INPUT FOR THIS TASK START

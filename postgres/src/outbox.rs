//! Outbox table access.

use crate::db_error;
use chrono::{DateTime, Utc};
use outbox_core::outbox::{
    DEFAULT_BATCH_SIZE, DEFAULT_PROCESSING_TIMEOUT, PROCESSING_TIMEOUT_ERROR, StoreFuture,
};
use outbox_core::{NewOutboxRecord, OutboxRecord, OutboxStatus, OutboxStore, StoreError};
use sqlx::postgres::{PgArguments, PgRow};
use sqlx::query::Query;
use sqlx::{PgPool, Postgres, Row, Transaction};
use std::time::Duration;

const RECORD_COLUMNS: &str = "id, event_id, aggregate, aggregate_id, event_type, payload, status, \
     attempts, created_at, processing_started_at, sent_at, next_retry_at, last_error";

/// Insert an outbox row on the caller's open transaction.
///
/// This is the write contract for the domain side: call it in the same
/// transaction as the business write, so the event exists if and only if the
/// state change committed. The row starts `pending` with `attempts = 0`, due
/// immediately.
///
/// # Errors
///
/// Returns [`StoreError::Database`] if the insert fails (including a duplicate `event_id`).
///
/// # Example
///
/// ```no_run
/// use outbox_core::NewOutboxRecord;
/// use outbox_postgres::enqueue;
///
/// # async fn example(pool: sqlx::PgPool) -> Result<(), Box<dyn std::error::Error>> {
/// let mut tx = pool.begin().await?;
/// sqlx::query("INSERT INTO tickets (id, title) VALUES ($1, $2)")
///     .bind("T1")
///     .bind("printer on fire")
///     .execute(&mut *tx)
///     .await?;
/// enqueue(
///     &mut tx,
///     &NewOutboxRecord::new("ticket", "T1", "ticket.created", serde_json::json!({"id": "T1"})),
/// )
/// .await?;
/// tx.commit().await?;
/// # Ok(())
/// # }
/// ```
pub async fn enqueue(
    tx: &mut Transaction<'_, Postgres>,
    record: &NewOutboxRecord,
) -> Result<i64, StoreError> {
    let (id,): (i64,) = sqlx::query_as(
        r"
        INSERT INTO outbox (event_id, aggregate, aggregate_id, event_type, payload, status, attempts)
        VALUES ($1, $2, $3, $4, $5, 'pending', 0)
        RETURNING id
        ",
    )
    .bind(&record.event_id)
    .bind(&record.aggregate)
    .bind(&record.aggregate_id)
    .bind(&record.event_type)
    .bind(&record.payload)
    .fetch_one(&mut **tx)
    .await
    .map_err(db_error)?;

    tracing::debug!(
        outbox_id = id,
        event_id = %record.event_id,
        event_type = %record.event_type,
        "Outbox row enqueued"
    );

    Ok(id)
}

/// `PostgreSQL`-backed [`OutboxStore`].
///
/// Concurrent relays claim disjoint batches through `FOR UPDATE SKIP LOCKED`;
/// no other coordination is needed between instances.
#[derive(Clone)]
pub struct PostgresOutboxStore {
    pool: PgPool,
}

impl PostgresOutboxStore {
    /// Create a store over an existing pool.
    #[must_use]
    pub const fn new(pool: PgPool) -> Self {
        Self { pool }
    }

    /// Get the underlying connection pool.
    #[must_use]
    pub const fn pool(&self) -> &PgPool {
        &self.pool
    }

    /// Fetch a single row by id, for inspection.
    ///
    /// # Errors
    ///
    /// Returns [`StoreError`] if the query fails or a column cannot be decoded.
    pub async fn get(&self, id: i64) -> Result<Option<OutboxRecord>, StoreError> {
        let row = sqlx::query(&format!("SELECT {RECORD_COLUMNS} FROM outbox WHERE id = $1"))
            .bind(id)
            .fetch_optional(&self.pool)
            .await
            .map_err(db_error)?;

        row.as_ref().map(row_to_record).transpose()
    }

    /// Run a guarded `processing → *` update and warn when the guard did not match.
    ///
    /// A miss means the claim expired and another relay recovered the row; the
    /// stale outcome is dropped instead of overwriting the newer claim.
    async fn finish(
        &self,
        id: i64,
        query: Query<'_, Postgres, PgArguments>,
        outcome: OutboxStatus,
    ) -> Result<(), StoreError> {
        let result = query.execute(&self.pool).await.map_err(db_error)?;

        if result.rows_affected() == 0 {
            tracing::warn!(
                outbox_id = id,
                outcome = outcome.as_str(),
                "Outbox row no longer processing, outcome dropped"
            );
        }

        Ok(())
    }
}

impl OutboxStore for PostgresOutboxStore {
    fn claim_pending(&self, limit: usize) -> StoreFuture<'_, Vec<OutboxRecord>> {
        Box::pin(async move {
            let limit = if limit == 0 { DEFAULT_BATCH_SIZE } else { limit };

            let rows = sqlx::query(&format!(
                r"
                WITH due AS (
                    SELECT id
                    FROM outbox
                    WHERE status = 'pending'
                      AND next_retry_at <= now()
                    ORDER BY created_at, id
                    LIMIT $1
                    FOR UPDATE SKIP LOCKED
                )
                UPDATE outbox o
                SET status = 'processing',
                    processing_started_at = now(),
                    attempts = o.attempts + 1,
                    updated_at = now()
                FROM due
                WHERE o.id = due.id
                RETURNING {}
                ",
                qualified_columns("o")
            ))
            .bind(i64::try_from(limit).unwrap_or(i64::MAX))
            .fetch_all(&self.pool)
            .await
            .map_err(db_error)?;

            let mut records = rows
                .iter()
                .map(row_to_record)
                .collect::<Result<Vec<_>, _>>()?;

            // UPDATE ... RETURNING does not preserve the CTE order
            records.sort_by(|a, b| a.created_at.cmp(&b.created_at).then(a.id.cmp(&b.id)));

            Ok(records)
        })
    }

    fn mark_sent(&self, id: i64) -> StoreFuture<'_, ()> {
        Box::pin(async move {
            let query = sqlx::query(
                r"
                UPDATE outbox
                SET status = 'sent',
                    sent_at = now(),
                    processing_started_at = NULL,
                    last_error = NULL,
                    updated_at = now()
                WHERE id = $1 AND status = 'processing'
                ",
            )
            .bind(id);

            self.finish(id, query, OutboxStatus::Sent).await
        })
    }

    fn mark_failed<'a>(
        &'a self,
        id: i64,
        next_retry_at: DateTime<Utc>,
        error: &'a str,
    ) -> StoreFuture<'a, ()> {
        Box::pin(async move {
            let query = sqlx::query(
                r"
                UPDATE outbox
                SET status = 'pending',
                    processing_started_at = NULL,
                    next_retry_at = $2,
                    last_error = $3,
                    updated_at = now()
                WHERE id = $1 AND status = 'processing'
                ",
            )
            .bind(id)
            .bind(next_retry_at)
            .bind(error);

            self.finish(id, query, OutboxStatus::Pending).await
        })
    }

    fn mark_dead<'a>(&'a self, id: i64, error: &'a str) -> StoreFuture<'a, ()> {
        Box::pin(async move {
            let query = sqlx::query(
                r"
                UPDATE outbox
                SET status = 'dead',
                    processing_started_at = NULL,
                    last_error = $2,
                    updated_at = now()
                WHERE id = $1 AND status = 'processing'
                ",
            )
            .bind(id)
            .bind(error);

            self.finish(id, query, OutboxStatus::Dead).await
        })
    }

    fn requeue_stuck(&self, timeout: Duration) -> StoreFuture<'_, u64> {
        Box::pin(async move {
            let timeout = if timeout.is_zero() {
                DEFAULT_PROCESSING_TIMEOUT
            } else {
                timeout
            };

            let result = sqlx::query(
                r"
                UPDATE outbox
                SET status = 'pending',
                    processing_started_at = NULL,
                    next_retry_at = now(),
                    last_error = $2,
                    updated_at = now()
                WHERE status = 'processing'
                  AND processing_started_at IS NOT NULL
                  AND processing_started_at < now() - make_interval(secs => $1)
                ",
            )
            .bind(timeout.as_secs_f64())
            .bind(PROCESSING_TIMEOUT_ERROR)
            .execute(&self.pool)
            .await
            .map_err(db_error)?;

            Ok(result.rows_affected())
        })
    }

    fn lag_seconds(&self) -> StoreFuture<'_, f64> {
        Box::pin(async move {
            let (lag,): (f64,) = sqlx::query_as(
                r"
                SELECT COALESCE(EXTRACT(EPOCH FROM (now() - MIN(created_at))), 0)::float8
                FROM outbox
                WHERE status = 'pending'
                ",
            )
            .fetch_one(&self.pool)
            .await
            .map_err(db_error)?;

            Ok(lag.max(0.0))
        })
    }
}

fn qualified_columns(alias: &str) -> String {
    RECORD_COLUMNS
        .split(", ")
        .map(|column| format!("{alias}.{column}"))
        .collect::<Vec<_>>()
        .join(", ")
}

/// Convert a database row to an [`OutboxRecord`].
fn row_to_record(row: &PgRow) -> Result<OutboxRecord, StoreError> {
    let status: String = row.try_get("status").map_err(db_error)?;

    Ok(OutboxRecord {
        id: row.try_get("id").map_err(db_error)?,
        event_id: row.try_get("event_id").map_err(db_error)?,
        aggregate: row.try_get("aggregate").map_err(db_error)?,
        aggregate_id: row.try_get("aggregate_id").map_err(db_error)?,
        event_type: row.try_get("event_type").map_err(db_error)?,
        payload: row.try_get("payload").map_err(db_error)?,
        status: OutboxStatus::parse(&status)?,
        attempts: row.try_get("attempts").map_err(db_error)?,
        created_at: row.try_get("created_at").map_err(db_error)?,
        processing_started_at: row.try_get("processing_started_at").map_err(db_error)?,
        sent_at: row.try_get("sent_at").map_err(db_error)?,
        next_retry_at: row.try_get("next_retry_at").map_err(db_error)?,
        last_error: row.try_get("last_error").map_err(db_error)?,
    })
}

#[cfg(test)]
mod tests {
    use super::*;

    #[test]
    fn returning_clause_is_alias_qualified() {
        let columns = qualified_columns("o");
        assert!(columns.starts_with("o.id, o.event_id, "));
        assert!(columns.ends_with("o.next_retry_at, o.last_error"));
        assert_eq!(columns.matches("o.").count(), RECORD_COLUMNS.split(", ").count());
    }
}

INPUT FOR THIS TASK END

All lines with the word "outcome" should be copied from the material above.

    /// stale outcome is dropped instead of overwriting the newer claim.
        outcome: OutboxStatus,
                outcome = outcome.as_str(),
                "Outbox row no longer processing, outcome dropped"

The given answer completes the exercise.